1. The plaintiff sued upon a mortgage and obtained an ex parte preliminary decree in the following terms: “The plaintiff’s claim being proved it is ordered that the suit be decreed ex parte with costs and interest at 6 per cent. The defendants shall pay the decretal amount within six months from to-day. In default of payment the mortgaged property shall be sold in satisfaction of the decree”.
2. It is alleged that the sale of the mortgaged property has not satisfied the decree and the plaintiff desires to proceed under Order XXXIV, Rule 6, Civil Procedure Code, against the other properties of the judgment-debtors.
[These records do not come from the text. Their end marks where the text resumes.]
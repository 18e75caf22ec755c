//! Shared test utilities for the maskguard workspace.
//!
//! Lives outside `#[cfg(test)]` so the CLI integration tests and `xtask` can
//! both use it.

use serde_json::Value;

const TIMESTAMP_KEYS: [&str; 2] = ["started_at", "finished_at"];

/// Normalize non-deterministic JSON fields for golden-file comparison.
///
/// `tool.version` is replaced with `"__VERSION__"` only when the root object
/// is a report envelope (`schema`, `tool`, `verdict`, `findings`, `data`).
/// Timestamp keys are replaced with `"__TIMESTAMP__"` at any depth.
pub fn normalize_nondeterministic(mut value: Value) -> Value {
    if let Some(obj) = value.as_object_mut() {
        let is_envelope = ["schema", "tool", "verdict", "findings", "data"]
            .iter()
            .all(|k| obj.contains_key(*k));
        if is_envelope
            && let Some(tool) = obj.get_mut("tool").and_then(Value::as_object_mut)
            && tool.contains_key("version")
        {
            tool.insert(
                "version".to_string(),
                Value::String("__VERSION__".to_string()),
            );
        }
    }
    normalize_timestamps_recursive(&mut value);
    value
}

fn normalize_timestamps_recursive(value: &mut Value) {
    match value {
        Value::Object(map) => {
            for key in TIMESTAMP_KEYS {
                if let Some(v) = map.get_mut(key) {
                    *v = Value::String("__TIMESTAMP__".to_string());
                }
            }
            for val in map.values_mut() {
                normalize_timestamps_recursive(val);
            }
        }
        Value::Array(arr) => {
            for val in arr.iter_mut() {
                normalize_timestamps_recursive(val);
            }
        }
        _ => {}
    }
}
//! Developer tasks (schema generation, fixture checks).
//!
//! Keeping this separate avoids bloating the end-user CLI.

use anyhow::{Context, bail};
use maskguard_types::{Finding, SCHEMA_REPORT_V1, explain};
use schemars::schema_for;
use serde_json::Value;
use std::fs;
use std::path::{Path, PathBuf};

/// Project root (parent of the xtask directory).
fn project_root() -> anyhow::Result<PathBuf> {
    let manifest_dir = match std::env::var("CARGO_MANIFEST_DIR") {
        Ok(dir) => PathBuf::from(dir),
        Err(_) => std::env::current_dir().context("determine current directory")?,
    };

    if manifest_dir.ends_with("xtask") {
        manifest_dir
            .parent()
            .map(Path::to_path_buf)
            .context("xtask has no parent directory")
    } else {
        Ok(manifest_dir)
    }
}

struct SchemaSpec {
    filename: &'static str,
    generate: fn() -> schemars::Schema,
}

fn schema_specs() -> Vec<SchemaSpec> {
    vec![
        SchemaSpec {
            filename: "maskguard.report.v1.json",
            generate: || schema_for!(maskguard_types::MaskguardReport),
        },
        SchemaSpec {
            filename: "maskguard.config.v1.json",
            generate: || schema_for!(maskguard_settings::MaskguardConfigV1),
        },
    ]
}

/// Pretty-printed JSON with trailing newline.
fn serialize_schema(schema: &schemars::Schema) -> anyhow::Result<String> {
    let mut json = serde_json::to_string_pretty(schema).context("serialize schema")?;
    json.push('\n');
    Ok(json)
}

fn emit_schemas() -> anyhow::Result<()> {
    let dir = project_root()?.join("schemas");
    fs::create_dir_all(&dir).context("create schemas directory")?;

    for spec in schema_specs() {
        let json = serialize_schema(&(spec.generate)())?;
        let path = dir.join(spec.filename);
        fs::write(&path, &json).with_context(|| format!("write {}", path.display()))?;
        println!("Wrote {}", path.display());
    }
    Ok(())
}

/// Fail when `schemas/` is missing a file or differs from the generated output.
fn validate_schemas() -> anyhow::Result<()> {
    let dir = project_root()?.join("schemas");
    let mut stale = Vec::new();

    for spec in schema_specs() {
        let path = dir.join(spec.filename);
        let expected = serialize_schema(&(spec.generate)())?;
        match fs::read_to_string(&path) {
            Ok(actual) if actual == expected => {}
            Ok(_) => stale.push(format!("{} (out of date)", spec.filename)),
            Err(_) => stale.push(format!("{} (missing)", spec.filename)),
        }
    }

    if stale.is_empty() {
        println!("All schemas are up to date.");
        return Ok(());
    }
    for name in &stale {
        eprintln!("  - {}", name);
    }
    eprintln!("\nRun `cargo xtask emit-schemas` to regenerate.");
    bail!("schema validation failed")
}

/// Every `expected.report.json` fixture must be a normalized v1 receipt whose
/// findings deserialize and carry explained codes.
fn check_fixtures() -> anyhow::Result<()> {
    let dir = project_root()?.join("tests").join("fixtures");
    let mut entries: Vec<PathBuf> = fs::read_dir(&dir)
        .with_context(|| format!("read {}", dir.display()))?
        .filter_map(|e| e.ok().map(|e| e.path()))
        .filter(|p| p.join("expected.report.json").is_file())
        .collect();
    entries.sort();

    let mut problems = Vec::new();
    for fixture in &entries {
        let name = fixture
            .file_name()
            .map(|n| n.to_string_lossy().into_owned())
            .unwrap_or_default();
        if let Err(err) = check_fixture(&fixture.join("expected.report.json")) {
            problems.push(format!("{name}: {err:#}"));
        } else {
            println!("  ok {name}");
        }
    }

    if problems.is_empty() {
        println!("{} fixture(s) checked.", entries.len());
        return Ok(());
    }
    for p in &problems {
        eprintln!("  - {p}");
    }
    bail!("fixture check failed")
}

fn check_fixture(path: &Path) -> anyhow::Result<()> {
    let text = fs::read_to_string(path).with_context(|| format!("read {}", path.display()))?;
    let value: Value = serde_json::from_str(&text).context("parse JSON")?;

    if value.get("schema").and_then(Value::as_str) != Some(SCHEMA_REPORT_V1) {
        bail!("schema is not {SCHEMA_REPORT_V1}");
    }
    if maskguard_test_util::normalize_nondeterministic(value.clone()) != value {
        bail!("timestamps or tool version are not normalized");
    }

    let findings: Vec<Finding> = serde_json::from_value(
        value.get("findings").cloned().unwrap_or(Value::Array(Vec::new())),
    )
    .context("decode findings")?;
    for f in &findings {
        if explain::lookup_explanation(&f.code).is_none() {
            bail!("finding code '{}' has no explanation", f.code);
        }
    }
    Ok(())
}

fn explain_coverage() -> anyhow::Result<()> {
    let mut errors = Vec::new();

    for id in explain::all_check_ids().iter().chain(explain::all_codes()) {
        match explain::lookup_explanation(id) {
            Some(exp) => {
                for (field, text) in [
                    ("title", exp.title),
                    ("description", exp.description),
                    ("remediation", exp.remediation),
                    ("examples.before", exp.examples.before),
                    ("examples.after", exp.examples.after),
                ] {
                    if text.trim().is_empty() {
                        errors.push(format!("'{id}' has empty {field}"));
                    }
                }
            }
            None => errors.push(format!("'{id}' has no explanation")),
        }
    }

    if errors.is_empty() {
        println!("All check IDs and codes are explained.");
        return Ok(());
    }
    for e in &errors {
        eprintln!("  - {e}");
    }
    bail!("explain coverage failed")
}

fn print_help() {
    eprintln!("xtask commands:");
    eprintln!("  help              Show this message");
    eprintln!("  emit-schemas      Generate JSON schemas from Rust types to schemas/");
    eprintln!("  validate-schemas  Check if schemas/ matches generated output (for CI)");
    eprintln!("  check-fixtures    Check golden reports under tests/fixtures/");
    eprintln!("  explain-coverage  Check every check_id and code has an explanation");
}

fn main() -> anyhow::Result<()> {
    let args: Vec<String> = std::env::args().skip(1).collect();
    let cmd = args.first().map(String::as_str).unwrap_or("help");

    match cmd {
        "help" | "--help" | "-h" => {
            print_help();
            Ok(())
        }
        "emit-schemas" => emit_schemas(),
        "validate-schemas" => validate_schemas(),
        "check-fixtures" => check_fixtures(),
        "explain-coverage" => explain_coverage(),
        other => bail!("unknown xtask command: {other}\n\nRun `cargo xtask help` for usage."),
    }
}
Now the Subordinate Judge declined to allow the judgment debtors’ objection in regard to this application and to go into the question whether part of the amount covered by the decree was not barred at the time of the institution of the suit. The District Judge in appeal has come to a different conclusion and he thinks that as the judgment-debtors had no opportunity of adducing evidence upon this point in the trial of the mortgage suit, it is open to them in the proceeding under Order XXXIV, Rule 6, to raise this point. In my opinion the learned District Judge is right. The decree made by the Subordinate Judge makes no mention of the plaintiff’s right to recover against the other properties of the mortgagors, although the plaint contained a prayer to this effect. I do not, in these circumstances, see how there can be any estoppel against the mortgagors. It is true that they had an opportunity of raising the defence that they now wish to raise and did not do so, but nevertheless the Court’s decree was not founded upon the allegation of the plaintiff as regards his rights to recover from the other properties and there can be, in my opinion, no estoppel either legal or equitable which would prevent the judgment-debtors from asking for an adjudication upon a point, which was not then adjudicated. This disposes of the merits of the appeal.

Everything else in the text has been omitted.